Abstract: Where Imperialism Could Not Reach: Chinese Industrial Policy and Japan, 1900-1940 [Krooss Session]

Joyman Lee


Where Imperialism Could Not Reach explores the impact of the Japanese model of industrialization on China. In the aftermath of China's defeat in the First Sino-Japanese War (1894-95), Chinese visitors to Japan learned a Japanese-style industrial policy that focused on the government's use of exhibitions and schools to disseminate technological information and stimulate rural innovation. Under the leadership of the regional viceroy Yuan Shikai, the Chinese set up a pilot agency in the treaty port of Tianjin and attempted to implement the system in Zhili province in North China. In focusing on the treaty ports and the impact of Europe and the United States, most historians have not emphasized the policies and practices of rural-based labor-intensive industrialization that underlined the vital intra-Asian dimensions of China's economic development.
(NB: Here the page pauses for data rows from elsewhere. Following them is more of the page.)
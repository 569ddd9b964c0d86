//! Drives one job through the render stages.
//!
//! ```text
//! Submitted(75) → compose audio → AudioDone(85) → mux frames → FramesDone(90)
//!   → join → Muxed(95) → cleanup → upload → Uploaded(99.9)
//!   → persist → Complete(100)
//! ```
//!
//! Runs on a blocking thread. Nothing is retried; the first failing stage
//! moves the record to `failed`.

use std::fmt;
use std::sync::Arc;
use std::time::Duration;

use framecast_common::config::RenderSettings;
use framecast_common::error::FramecastError;
use framecast_common::timing::StageTimer;
use framecast_job_model::job::{JobKey, RenderJob};
use framecast_job_model::result::{RenderResult, StageTimings};
use framecast_job_model::stage::RenderStage;
use framecast_publisher::{object_key, ArtifactStore, ResultSink};
use framecast_render_engine::{RenderPipeline, SessionCleanup, SessionLayout};

use crate::tracker::{JobId, ProgressTracker, TrackerError};

/// Pauses and artifact policy for a run.
#[derive(Debug, Clone)]
pub struct OrchestratorSettings {
    /// Pause after the 85% and 90% updates.
    pub stage_pause: Duration,
    /// Delay between persisting the result and reporting 100%.
    pub terminal_delay: Duration,
    pub keep_final_artifact: bool,
}

impl Default for OrchestratorSettings {
    fn default() -> Self {
        Self::from(&RenderSettings::default())
    }
}

impl From<&RenderSettings> for OrchestratorSettings {
    fn from(settings: &RenderSettings) -> Self {
        Self {
            stage_pause: Duration::from_millis(settings.stage_pause_ms),
            terminal_delay: Duration::from_millis(settings.terminal_delay_ms),
            keep_final_artifact: settings.keep_final_artifact,
        }
    }
}

impl OrchestratorSettings {
    /// No pauses at all.
    pub fn immediate() -> Self {
        Self {
            stage_pause: Duration::ZERO,
            terminal_delay: Duration::ZERO,
            keep_final_artifact: true,
        }
    }
}

/// Step of a run that can fail.
#[derive(Debug, Clone, Copy, PartialEq, Eq)]
pub enum Step {
    Audio,
    Frames,
    Join,
    Cleanup,
    Upload,
    Persist,
    /// The worker slot or thread running the job.
    Worker,
}

impl Step {
    pub fn as_str(self) -> &'static str {
        match self {
            Self::Audio => "audio",
            Self::Frames => "frames",
            Self::Join => "join",
            Self::Cleanup => "cleanup",
            Self::Upload => "upload",
            Self::Persist => "persist",
            Self::Worker => "worker",
        }
    }
}

impl fmt::Display for Step {
    fn fmt(&self, f: &mut fmt::Formatter<'_>) -> fmt::Result {
        f.write_str(self.as_str())
    }
}

/// How a run ended.
#[derive(Debug, Clone)]
pub enum RenderOutcome {
    Complete(RenderResult),
    Failed { step: Step, reason: String },
    /// A newer submission for the same key took over.
    Superseded,
}

impl RenderOutcome {
    pub fn is_complete(&self) -> bool {
        matches!(self, Self::Complete(_))
    }
}

enum Cause {
    Engine(FramecastError),
    Tracker(TrackerError),
}

impl fmt::Display for Cause {
    fn fmt(&self, f: &mut fmt::Formatter<'_>) -> fmt::Result {
        match self {
            Self::Engine(err) => write!(f, "{err}"),
            Self::Tracker(err) => write!(f, "{err}"),
        }
    }
}

struct RunError {
    step: Step,
    cause: Cause,
}

trait StepContext<T> {
    fn step(self, step: Step) -> Result<T, RunError>;
}

impl<T> StepContext<T> for Result<T, FramecastError> {
    fn step(self, step: Step) -> Result<T, RunError> {
        self.map_err(|err| RunError {
            step,
            cause: Cause::Engine(err),
        })
    }
}

impl<T> StepContext<T> for Result<T, TrackerError> {
    fn step(self, step: Step) -> Result<T, RunError> {
        self.map_err(|err| RunError {
            step,
            cause: Cause::Tracker(err),
        })
    }
}

/// Runs jobs against a pipeline, a store, and a sink.
pub struct Orchestrator {
    pipeline: Arc<dyn RenderPipeline>,
    store: Arc<dyn ArtifactStore>,
    sink: Arc<dyn ResultSink>,
    tracker: Arc<ProgressTracker>,
    settings: OrchestratorSettings,
}

impl Orchestrator {
    pub fn new(
        pipeline: Arc<dyn RenderPipeline>,
        store: Arc<dyn ArtifactStore>,
        sink: Arc<dyn ResultSink>,
        tracker: Arc<ProgressTracker>,
        settings: OrchestratorSettings,
    ) -> Self {
        Self {
            pipeline,
            store,
            sink,
            tracker,
            settings,
        }
    }

    pub fn tracker(&self) -> &Arc<ProgressTracker> {
        &self.tracker
    }

    pub fn pipeline(&self) -> &dyn RenderPipeline {
        self.pipeline.as_ref()
    }

    /// Run `job` to completion. The record must already be started as `job_id`.
    pub fn run(&self, job: &RenderJob, job_id: JobId) -> RenderOutcome {
        let key = job.key();
        let layout = SessionLayout::new(&job.session_dir);
        let mut cleanup = SessionCleanup::arm(layout.clone());
        let timer = StageTimer::start();

        tracing::info!(
            user_id = %key.user_id,
            session_id = %key.session_id,
            job_id = %job_id,
            pipeline = self.pipeline.name(),
            "Render started"
        );

        match self.execute(job, &key, job_id, &layout, &mut cleanup) {
            Ok(result) => {
                tracing::info!(
                    user_id = %key.user_id,
                    session_id = %key.session_id,
                    job_id = %job_id,
                    url = %result.url,
                    total_time = result.total_time,
                    elapsed_ms = timer.elapsed_ms(),
                    "Render complete"
                );
                RenderOutcome::Complete(result)
            }
            // A newer submission owns the session directory now.
            Err(_) if !self.tracker.owns(&key, job_id) => {
                cleanup.disarm();
                tracing::warn!(
                    user_id = %key.user_id,
                    session_id = %key.session_id,
                    job_id = %job_id,
                    "Render superseded by a newer submission; abandoning"
                );
                RenderOutcome::Superseded
            }
            Err(RunError { step, cause }) => {
                let reason = cause.to_string();
                self.record_failure(&key, job_id, &reason);
                RenderOutcome::Failed { step, reason }
            }
        }
    }

    fn execute(
        &self,
        job: &RenderJob,
        key: &JobKey,
        job_id: JobId,
        layout: &SessionLayout,
        cleanup: &mut SessionCleanup,
    ) -> Result<RenderResult, RunError> {
        let mut timings = StageTimings::from_job(job);

        self.ensure_owner(key, job_id).step(Step::Audio)?;
        let timer = StageTimer::start();
        let audio = self.pipeline.compose_audio(job, layout).step(Step::Audio)?;
        timings.audio_creation_time = timer.elapsed_secs();
        tracing::info!(
            job_id = %job_id,
            clips_mixed = audio.clips_mixed,
            clips_skipped = audio.clips_skipped,
            elapsed_ms = timer.elapsed_ms(),
            "Audio composed"
        );
        self.tracker
            .advance(key, job_id, RenderStage::AudioDone)
            .step(Step::Audio)?;
        self.pause(self.settings.stage_pause);

        self.ensure_owner(key, job_id).step(Step::Frames)?;
        let timer = StageTimer::start();
        let mux = self.pipeline.mux_frames(layout).step(Step::Frames)?;
        timings.frame_combination_time = timer.elapsed_secs();
        tracing::info!(
            job_id = %job_id,
            frames = mux.scan.frame_count,
            elapsed_ms = timer.elapsed_ms(),
            "Frames combined"
        );
        self.tracker
            .advance(key, job_id, RenderStage::FramesDone)
            .step(Step::Frames)?;
        self.pause(self.settings.stage_pause);

        self.ensure_owner(key, job_id).step(Step::Join)?;
        let timer = StageTimer::start();
        let final_video = self.pipeline.join_av(layout).step(Step::Join)?;
        timings.audio_video_integration_time = timer.elapsed_secs();
        self.tracker
            .advance(key, job_id, RenderStage::Muxed)
            .step(Step::Join)?;

        self.ensure_owner(key, job_id).step(Step::Cleanup)?;
        cleanup.run().step(Step::Cleanup)?;

        self.ensure_owner(key, job_id).step(Step::Upload)?;
        let timer = StageTimer::start();
        let url = self
            .store
            .upload(&final_video, &object_key(&job.user_id, &job.session_id))
            .step(Step::Upload)?;
        timings.upload_time = timer.elapsed_secs();
        tracing::info!(
            job_id = %job_id,
            store = self.store.name(),
            url = %url,
            elapsed_ms = timer.elapsed_ms(),
            "Video published"
        );
        self.tracker
            .advance(key, job_id, RenderStage::Uploaded)
            .step(Step::Upload)?;

        let result = RenderResult::new(job, url, timings);
        self.sink.insert(&result).step(Step::Persist)?;

        if !self.settings.keep_final_artifact {
            if let Err(err) = std::fs::remove_file(&final_video) {
                tracing::warn!(
                    path = %final_video.display(),
                    error = %err,
                    "Failed to remove published video"
                );
            }
        }

        self.pause(self.settings.terminal_delay);
        self.tracker
            .complete(key, job_id, result.clone())
            .step(Step::Persist)?;
        Ok(result)
    }

    fn ensure_owner(&self, key: &JobKey, job_id: JobId) -> Result<(), TrackerError> {
        if self.tracker.owns(key, job_id) {
            Ok(())
        } else {
            Err(TrackerError::Superseded {
                key: key.clone(),
                job_id,
            })
        }
    }

    fn record_failure(&self, key: &JobKey, job_id: JobId, reason: &str) {
        if let Err(err) = self.tracker.fail(key, job_id, reason) {
            tracing::warn!(key = %key, job_id = %job_id, error = %err, "Could not record failure");
        }
    }

    fn pause(&self, duration: Duration) {
        if !duration.is_zero() {
            std::thread::sleep(duration);
        }
    }
}

impl fmt::Debug for Orchestrator {
    fn fmt(&self, f: &mut fmt::Formatter<'_>) -> fmt::Result {
        f.debug_struct("Orchestrator")
            .field("pipeline", &self.pipeline.name())
            .field("store", &self.store.name())
            .field("sink", &self.sink.name())
            .field("settings", &self.settings)
            .finish()
    }
}
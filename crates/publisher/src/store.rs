//! Artifact stores: where finished videos go.

use std::fs::File;
use std::io::{Read, Write};
use std::path::{Path, PathBuf};

use framecast_common::config::DEFAULT_CHUNK_SIZE;
use framecast_common::error::{FramecastError, FramecastResult};
use framecast_common::timing::StageTimer;

/// Deterministic storage key for a session's video.
pub fn object_key(user_id: &str, session_id: &str) -> String {
    format!("{user_id}/videos/video_{session_id}.mp4")
}

/// Trait for destinations that accept a finished video.
pub trait ArtifactStore: Send + Sync {
    /// Upload `path` under `object_key`, returning its public URL.
    fn upload(&self, path: &Path, object_key: &str) -> FramecastResult<String>;

    /// Store name.
    fn name(&self) -> &str;
}

/// Fill `buf` from `reader`, stopping early only at end of input.
pub(crate) fn read_chunk(reader: &mut impl Read, buf: &mut [u8]) -> std::io::Result<usize> {
    let mut filled = 0;
    while filled < buf.len() {
        match reader.read(&mut buf[filled..]) {
            Ok(0) => break,
            Ok(n) => filled += n,
            Err(e) if e.kind() == std::io::ErrorKind::Interrupted => continue,
            Err(e) => return Err(e),
        }
    }
    Ok(filled)
}

/// Copies artifacts into a local directory, served by `framecast serve`.
#[derive(Debug, Clone)]
pub struct LocalArtifactStore {
    root: PathBuf,
    public_base_url: String,
    chunk_size: usize,
}

impl LocalArtifactStore {
    pub fn new(root: impl Into<PathBuf>, public_base_url: impl Into<String>) -> Self {
        Self {
            root: root.into(),
            public_base_url: public_base_url.into(),
            chunk_size: DEFAULT_CHUNK_SIZE,
        }
    }

    pub fn with_chunk_size(mut self, chunk_size: usize) -> Self {
        self.chunk_size = chunk_size.max(1);
        self
    }

    pub fn root(&self) -> &Path {
        &self.root
    }

    fn public_url(&self, object_key: &str) -> String {
        format!("{}/{}", self.public_base_url.trim_end_matches('/'), object_key)
    }
}

impl ArtifactStore for LocalArtifactStore {
    fn upload(&self, path: &Path, object_key: &str) -> FramecastResult<String> {
        if !path.is_file() {
            return Err(FramecastError::FileNotFound {
                path: path.to_path_buf(),
            });
        }
        let timer = StageTimer::start();
        let dest = self.root.join(object_key);
        if let Some(parent) = dest.parent() {
            std::fs::create_dir_all(parent)?;
        }

        let mut src = File::open(path)?;
        let mut out = File::create(&dest)?;
        let mut buf = vec![0u8; self.chunk_size];
        let mut chunks = 0usize;
        let mut total = 0u64;
        loop {
            let n = read_chunk(&mut src, &mut buf)?;
            if n == 0 {
                break;
            }
            out.write_all(&buf[..n])?;
            chunks += 1;
            total += n as u64;
        }
        out.flush()?;

        tracing::info!(
            object = object_key,
            dest = %dest.display(),
            bytes = total,
            chunks,
            elapsed_ms = timer.elapsed_ms(),
            "Artifact stored locally"
        );
        Ok(self.public_url(object_key))
    }

    fn name(&self) -> &str {
        "local"
    }
}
Despite the deterioration of Sino-Japanese relations in the aftermath of the Twenty-One Demands of 1915, commercial competition with Japan ensured that the policies of the Zhili Industrial Crafts Bureau continued to inform Chinese industrialization strategies. Throughout this intensely turbulent period, Chinese thinkers remained deeply committed to the idea of the Chinese state, as well as to a strategy that emphasized bringing industries to rural areas and preserving the customs and morals of the Chinese.